# arbitrary_style_transfer
**Repository Path**: xiajw06/arbitrary_style_transfer
## Basic Information
- **Project Name**: arbitrary_style_transfer
- **Description**: Fast Neural Style Transfer with Arbitrary Style using AdaIN Layer - Based on Huang et al. "Arbitrary Style Transfer in Real-time with Adaptive Instance Normalization"

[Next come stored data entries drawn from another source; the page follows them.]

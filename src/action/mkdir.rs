use serde::Deserialize;

use crate::action::Action;
use crate::execution_plan::{Applied, ExecutionReport, RunContext};
use crate::polkadots_error::MkdirError;

fn default_parents() -> bool {
    true
}

/// Create a directory if it does not exist already, so that later actions
/// have somewhere to link or copy into.
#[derive(Debug, Clone, Deserialize)]
pub struct MkdirAction {
    pub directory: String,
    #[serde(default = "default_parents")]
    pub parents: bool,
}

impl Action for MkdirAction {
    fn short_description(&self) -> String {
        format!("Mkdir {}", self.directory)
    }

    fn execute(&self, ctx: &RunContext, report: &mut ExecutionReport) {
        let directory = ctx.repo.resolve(&self.directory);
        let description = format!("Mkdir {}", directory.display());
        if directory.is_dir() {
            report.record(description, Ok(Applied::Unchanged));
            return;
        }
        log::info!("Mkdir {}", directory.display());
        let result = if self.parents {
            std::fs::create_dir_all(&directory)
        } else {
            std::fs::create_dir(&directory)
        };
        let outcome = result
            .map(|()| Applied::Created)
            .map_err(|e| MkdirError::Io(directory, e).into());
        report.record(description, outcome);
    }
}

#[cfg(test)]
mod tests {
    use super::*;
    use crate::config::DotfileRepo;
    use crate::file_ops::ConflictPolicy;
    use tempfile::TempDir;

    fn run(action: &MkdirAction, repo_root: &std::path::Path) -> ExecutionReport {
        let ctx = RunContext {
            repo: DotfileRepo::from(repo_root.to_path_buf()),
            policy: ConflictPolicy::Skip,
        };
        let mut report = ExecutionReport::default();
        action.execute(&ctx, &mut report);
        report
    }

    #[test]
    fn test_mkdir_creates_parents() {
        let tmp = TempDir::new().unwrap();
        let action = MkdirAction {
            directory: "a/b/c".to_string(),
            parents: true,
        };
        let report = run(&action, tmp.path());
        assert!(report.is_success());
        assert!(tmp.path().join("a/b/c").is_dir());
    }

    #[test]
    fn test_mkdir_existing_is_a_noop() {
        let tmp = TempDir::new().unwrap();
        std::fs::create_dir(tmp.path().join("a")).unwrap();
        let action = MkdirAction {
            directory: "a".to_string(),
            parents: false,
        };
        let report = run(&action, tmp.path());
        assert!(report.is_success());
        assert!(matches!(report.results()[0].outcome, Ok(Applied::Unchanged)));
    }

    #[test]
    fn test_mkdir_without_parents_fails_on_missing_parent() {
        let tmp = TempDir::new().unwrap();
        let action = MkdirAction {
            directory: "a/b".to_string(),
            parents: false,
        };
        let report = run(&action, tmp.path());
        assert!(!report.is_success());
    }
}
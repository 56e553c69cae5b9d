//! Logarithmically spaced evaluation grid.
//!
//! Samples are dense near `t = 0`, where activities change fastest on a log
//! scale, and still cover several half-lives of the slowest chain member.

use bateman_core::error::DecayError;

use crate::config::SimulationConfig;

/// `n` points `10^e` with exponents evenly spaced over `[start, stop]`, both inclusive.
///
/// The last exponent is `stop` exactly rather than `start + (n-1)·step`.
pub fn logspace(start: f64, stop: f64, n: usize) -> Vec<f64> {
    if n == 1 {
        return vec![10f64.powf(start)];
    }
    let step = (stop - start) / (n - 1) as f64;
    (0..n)
        .map(|i| {
            let exponent = if i == n - 1 { stop } else { start + step * i as f64 };
            10f64.powf(exponent)
        })
        .collect()
}

/// Evaluation grid in days for a chain whose longest half-life is `max_half_life`.
pub fn time_grid(config: &SimulationConfig, max_half_life: f64) -> Result<Vec<f64>, DecayError> {
    if config.grid_points < 2 {
        return Err(DecayError::InvalidGrid(format!(
            "need at least 2 points, got {}",
            config.grid_points
        )));
    }
    let horizon = config.horizon(max_half_life);
    if !(horizon.is_finite() && horizon > 0.0) {
        return Err(DecayError::InvalidGrid(format!("horizon {horizon} is not a positive finite time")));
    }
    let start = config.grid_start_exponent;
    let stop = horizon.log10();
    if !start.is_finite() || stop <= start {
        return Err(DecayError::InvalidGrid(format!(
            "horizon {horizon} days does not extend past the first sample 1e{start} days"
        )));
    }
    Ok(logspace(start, stop, config.grid_points))
}

#[cfg(test)]
mod tests {
    use super::*;
    use proptest::prelude::*;

    fn rel_close(a: f64, b: f64, tol: f64) -> bool {
        (a - b).abs() <= tol * b.abs()
    }

    #[test]
    fn logspace_endpoints() {
        let g = logspace(-4.0, 2.0, 7);
        assert_eq!(g.len(), 7);
        assert!(rel_close(g[0], 1e-4, 1e-12));
        assert!(rel_close(g[6], 100.0, 1e-12));
        assert!(rel_close(g[4], 1.0, 1e-12));
    }

    #[test]
    fn logspace_constant_ratio() {
        let g = logspace(0.0, 3.0, 4);
        for w in g.windows(2) {
            assert!(rel_close(w[1] / w[0], 10.0, 1e-12));
        }
    }

    #[test]
    fn logspace_single_point() {
        assert_eq!(logspace(0.0, 5.0, 1), vec![1.0]);
    }

    #[test]
    fn default_grid_for_ra226() {
        let cfg = SimulationConfig::default();
        let g = time_grid(&cfg, 584_000.0).unwrap();
        assert_eq!(g.len(), 3000);
        assert!(rel_close(g[0], 1e-4, 1e-12));
        assert!(rel_close(g[2999], 2_920_000.0, 1e-12));
    }

    #[test]
    fn rejects_too_few_points() {
        let cfg = SimulationConfig {
            grid_points: 1,
            ..SimulationConfig::default()
        };
        assert!(matches!(time_grid(&cfg, 10.0), Err(DecayError::InvalidGrid(_))));
    }

    #[test]
    fn rejects_horizon_before_first_sample() {
        // 5 * 1e-6 days is earlier than 1e-4 days.
        let cfg = SimulationConfig::default();
        assert!(matches!(time_grid(&cfg, 1e-6), Err(DecayError::InvalidGrid(_))));
    }

    #[test]
    fn rejects_infinite_horizon() {
        let cfg = SimulationConfig::default();
        assert!(time_grid(&cfg, f64::MAX).is_err());
    }

    proptest! {
        #[test]
        fn grid_strictly_increasing(max_half_life in 1e-3f64..1e13, n in 2usize..2000) {
            let cfg = SimulationConfig { grid_points: n, ..SimulationConfig::default() };
            let g = time_grid(&cfg, max_half_life).unwrap();
            prop_assert_eq!(g.len(), n);
            for w in g.windows(2) {
                prop_assert!(w[1] > w[0], "grid not increasing: {} then {}", w[0], w[1]);
            }
        }
    }
}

- **Primary Language**: Unknown
- **License**: MIT
- **Default Branch**: master
- **Homepage**: None
- **GVP Project**: No
## Statistics
- **Stars**: 0
- **Forks**: 0
- **Created**: 2020-01-13
- **Last Updated**: 2020-12-19
## Categories & Tags
**Categories**: Uncategorized
**Tags**: None
## README
# Arbitrary-Style-Transfer
Arbitrary-Style-Per-Model Fast Neural Style Transfer Method
## Description
Using an Encoder-AdaIN-Decoder architecture - Deep Convolutional Neural Network as a Style Transfer Network (STN) which can receive two arbitrary images as inputs (one as content, the other one as style) and output a generated image that recombines the content and spatial structure from the former and the style (color, texture) from the latter without re-training the network. The STN is trained using MS-COCO dataset (about 12.6GB) and WikiArt dataset (about 36GB).

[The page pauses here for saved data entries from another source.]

//! Simulator constants. All times are in days unless stated otherwise.

/// Minutes in one day.
pub const MINUTES_PER_DAY: f64 = 60.0 * 24.0;

/// Hours in one day.
pub const HOURS_PER_DAY: f64 = 24.0;

/// Days in one year.
///
/// Fixed 365-day year, not a leap-aware calendar year.
pub const DAYS_PER_YEAR: f64 = 365.0;

/// Number of samples in the evaluation time grid.
pub const DEFAULT_GRID_POINTS: usize = 3000;

/// Base-10 exponent of the first grid time (10^-4 days).
pub const DEFAULT_GRID_START_EXPONENT: f64 = -4.0;

/// The grid ends at this multiple of the longest half-life in the chain.
pub const DEFAULT_HORIZON_FACTOR: f64 = 5.0;

/// Relative gap below which two decay constants are treated as coincident.
///
/// `|λi - λj| <= DEFAULT_DEGENERATE_TOLERANCE * max(λi, λj)`
pub const DEFAULT_DEGENERATE_TOLERANCE: f64 = 1e-8;

/// A parent must outlive both descendants by this factor for secular equilibrium.
pub const SECULAR_HALF_LIFE_RATIO: f64 = 100.0;

/// Initial parent activity used for every preset series.
pub const PRESET_INITIAL_ACTIVITY: f64 = 1.0;

/// Lower bound for a custom initial parent activity (relative units).
pub const MIN_CUSTOM_ACTIVITY: f64 = 0.01;

/// Upper bound for a custom initial parent activity (relative units).
pub const MAX_CUSTOM_ACTIVITY: f64 = 1000.0;

/// Smallest accepted custom half-life value, in the unit it was entered in.
pub const MIN_CUSTOM_HALF_LIFE: f64 = 1e-6;

/// Stable end-product label shown for custom chains.
pub const CUSTOM_STABLE_LABEL: &str = "—";

/// Title used for custom chains.
pub const CUSTOM_SERIES_NAME: &str = "Custom";
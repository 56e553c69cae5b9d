//! # bateman-core
//! Foundation types, units and preset decay series for the Bateman simulator.

pub mod constants;
pub mod error;
pub mod presets;
pub mod scenario;
pub mod traits;
pub mod types;
pub mod units;

pub use presets::{find_preset, DecaySeries, PRESETS};
pub use types::{ActivityTimeSeries, ChainMember, DecayParameters, EquilibriumClass, PopulationSeries};
pub use units::{to_days, TimeUnit};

This code is based on Huang et al. [Arbitrary Style Transfer in Real-time with Adaptive Instance Normalization](https://arxiv.org/pdf/1703.06868.pdf) *(ICCV 2017)*

System overview. Picture comes from Huang et al. original paper. The encoder is a fixed VGG-19 (up to relu4_1) which is pre-trained on ImageNet dataset for image classification. We train the decoder to invert the AdaIN output from feature spaces back to the image spaces.
## Prerequisites
- [Pre-trained VGG19 normalised network](https://s3.amazonaws.com/xunhuang-public/adain/vgg_normalised.t7) (MD5 `c637adfa9cee4b33b59c5a754883ba82`)
I have provided a convertor in the `tool` folder. It can extract kernel and bias from the torch model file (.t7 format) and save them into a npz file which is easier to process via NumPy.

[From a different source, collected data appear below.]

//! CLI configuration.
//!
//! Layers, lowest priority first: built-in defaults, an optional TOML file,
//! `BATEMAN_*` environment variables (`__` separates nested keys, e.g.
//! `BATEMAN_SIMULATION__GRID_POINTS=500`), then command-line flags.

use std::collections::HashMap;
use std::path::{Path, PathBuf};

use anyhow::{Context, Result};
use bateman_decay::SimulationConfig;
use clap::ValueEnum;
use serde::{Deserialize, Serialize};

/// Log line encoding on stderr.
#[derive(Debug, Clone, Copy, PartialEq, Eq, Default, Serialize, Deserialize, ValueEnum)]
#[serde(rename_all = "lowercase")]
pub enum LogFormat {
    /// Human-readable lines.
    #[default]
    Text,
    /// One JSON object per event.
    Json,
}

/// Terminal chart dimensions.
#[derive(Debug, Clone, PartialEq, Eq, Serialize, Deserialize)]
#[serde(default)]
pub struct ChartConfig {
    /// Plot area width in columns.
    pub width: usize,
    /// Plot area height in rows.
    pub height: usize,
}

impl Default for ChartConfig {
    fn default() -> Self {
        Self {
            width: 72,
            height: 20,
        }
    }
}

#[derive(Debug, Clone, PartialEq, Serialize, Deserialize)]
#[serde(default)]
pub struct CliConfig {
    /// Log level filter string (e.g. "info", "debug", "bateman_decay=trace").
    pub log_level: String,
    pub log_format: LogFormat,
    pub chart: ChartConfig,
    pub simulation: SimulationConfig,
}

impl Default for CliConfig {
    fn default() -> Self {
        Self {
            log_level: "warn".to_string(),
            log_format: LogFormat::Text,
            chart: ChartConfig::default(),
            simulation: SimulationConfig::default(),
        }
    }
}

impl CliConfig {
    /// `<config dir>/bateman/config.toml`, if the platform has a config dir.
    pub fn default_path() -> Option<PathBuf> {
        dirs::config_dir().map(|d| d.join("bateman").join("config.toml"))
    }

    /// Load configuration from `path` (required when given, optional default
    /// location otherwise) and the process environment.
    pub fn load(path: Option<&Path>) -> Result<Self> {
        Self::load_from(path, None)
    }

    /// As [`load`](Self::load), reading environment variables from `env`
    /// instead of the process environment when provided.
    fn load_from(path: Option<&Path>, env: Option<HashMap<String, String>>) -> Result<Self> {
        let mut builder = config::Config::builder();
        match path {
            Some(p) => builder = builder.add_source(config::File::from(p).required(true)),
            None => {
                if let Some(p) = Self::default_path() {
                    builder = builder.add_source(config::File::from(p).required(false));
                }
            }
        }
        builder = builder.add_source(
            config::Environment::with_prefix("BATEMAN")
                .prefix_separator("_")
                .separator("__")
                .try_parsing(true)
                .source(env),
        );

        builder
            .build()
            .context("failed to read configuration")?
            .try_deserialize()
            .context("invalid configuration")
    }
}

#[cfg(test)]
mod tests {
    use super::*;
    use bateman_decay::DegeneratePolicy;

    fn env(pairs: &[(&str, &str)]) -> Option<HashMap<String, String>> {
        Some(
            pairs
                .iter()
                .map(|(k, v)| (k.to_string(), v.to_string()))
                .collect(),
        )
    }

    fn write_config(contents: &str) -> (tempfile::TempDir, PathBuf) {
        let dir = tempfile::tempdir().unwrap();
        let path = dir.path().join("config.toml");
        std::fs::write(&path, contents).unwrap();
        (dir, path)
    }

    #[test]
    fn defaults() {
        let cfg = CliConfig::default();
        assert_eq!(cfg.log_level, "warn");
        assert_eq!(cfg.log_format, LogFormat::Text);
        assert_eq!(cfg.chart, ChartConfig { width: 72, height: 20 });
        assert_eq!(cfg.simulation, SimulationConfig::default());
    }

    #[test]
    fn default_path_ends_with_config_toml() {
        if let Some(p) = CliConfig::default_path() {
            assert!(p.ends_with("bateman/config.toml"), "{p:?}");
        }
    }

    #[test]
    fn empty_sources_give_defaults() {
        let (_dir, path) = write_config("");
        let cfg = CliConfig::load_from(Some(&path), env(&[])).unwrap();
        assert_eq!(cfg, CliConfig::default());
    }

    #[test]
    fn file_overrides_defaults() {
        let (_dir, path) = write_config(
            r#"
log_level = "debug"
log_format = "json"

[chart]
width = 100

[simulation]
grid_points = 500
degenerate_policy = "reject"
"#,
        );
        let cfg = CliConfig::load_from(Some(&path), env(&[])).unwrap();
        assert_eq!(cfg.log_level, "debug");
        assert_eq!(cfg.log_format, LogFormat::Json);
        assert_eq!(cfg.chart.width, 100);
        assert_eq!(cfg.chart.height, 20);
        assert_eq!(cfg.simulation.grid_points, 500);
        assert_eq!(cfg.simulation.degenerate_policy, DegeneratePolicy::Reject);
        assert_eq!(cfg.simulation.horizon_factor, 5.0);
    }

    #[test]
    fn environment_overrides_file() {
        let (_dir, path) = write_config("log_level = \"debug\"\n[simulation]\ngrid_points = 500\n");
        let cfg = CliConfig::load_from(
            Some(&path),
            env(&[
                ("BATEMAN_LOG_LEVEL", "trace"),
                ("BATEMAN_SIMULATION__GRID_POINTS", "1200"),
            ]),
        )
        .unwrap();
        assert_eq!(cfg.log_level, "trace");
        assert_eq!(cfg.simulation.grid_points, 1200);
    }

    #[test]
    fn missing_explicit_file_is_an_error() {
        let dir = tempfile::tempdir().unwrap();
        let path = dir.path().join("absent.toml");
        assert!(CliConfig::load_from(Some(&path), env(&[])).is_err());
    }

    #[test]
    fn unknown_log_format_is_an_error() {
        let (_dir, path) = write_config("log_format = \"xml\"\n");
        assert!(CliConfig::load_from(Some(&path), env(&[])).is_err());
    }

    #[test]
    fn bad_policy_is_an_error() {
        let (_dir, path) = write_config("[simulation]\ndegenerate_policy = \"ignore\"\n");
        assert!(CliConfig::load_from(Some(&path), env(&[])).is_err());
    }
}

Or you can simply download my pre-processed file:
[Pre-trained VGG19 normalised network npz format](https://s3-us-west-2.amazonaws.com/wengaoye/vgg19_normalised.npz) (MD5 `c5c961738b134ffe206e0a552c728aea`)
- [Microsoft COCO dataset](http://msvocds.blob.core.windows.net/coco2014/train2014.zip)
- [WikiArt dataset](https://www.kaggle.com/c/painter-by-numbers)
## Trained Model
You can download my trained model from [here](https://s3-us-west-2.amazonaws.com/wengaoye/arbitrary_style_model_style-weight-2e0.zip) which is trained with style weight equal to 2.0
Or you can directly use `download_trained_model.sh` in the repo.
## Manual
- The main file `main.py` is a demo, which has already contained training procedure and inferring procedure (inferring means generating stylized images).
You can switch these two procedures by changing the flag `IS_TRAINING`.
- By default,
(1) The content images lie in the folder `"./images/content/"`
(2) The style images lie in the folder `"./images/style/"`
(3) The weights file of the pre-trained VGG-19 lies in the current working directory. (See `Prerequisites` above. By the way, `download_vgg19.sh` already takes care of this.)
(4) The MS-COCO images dataset for training lies in the folder `"../MS_COCO/"` (See `Prerequisites` above)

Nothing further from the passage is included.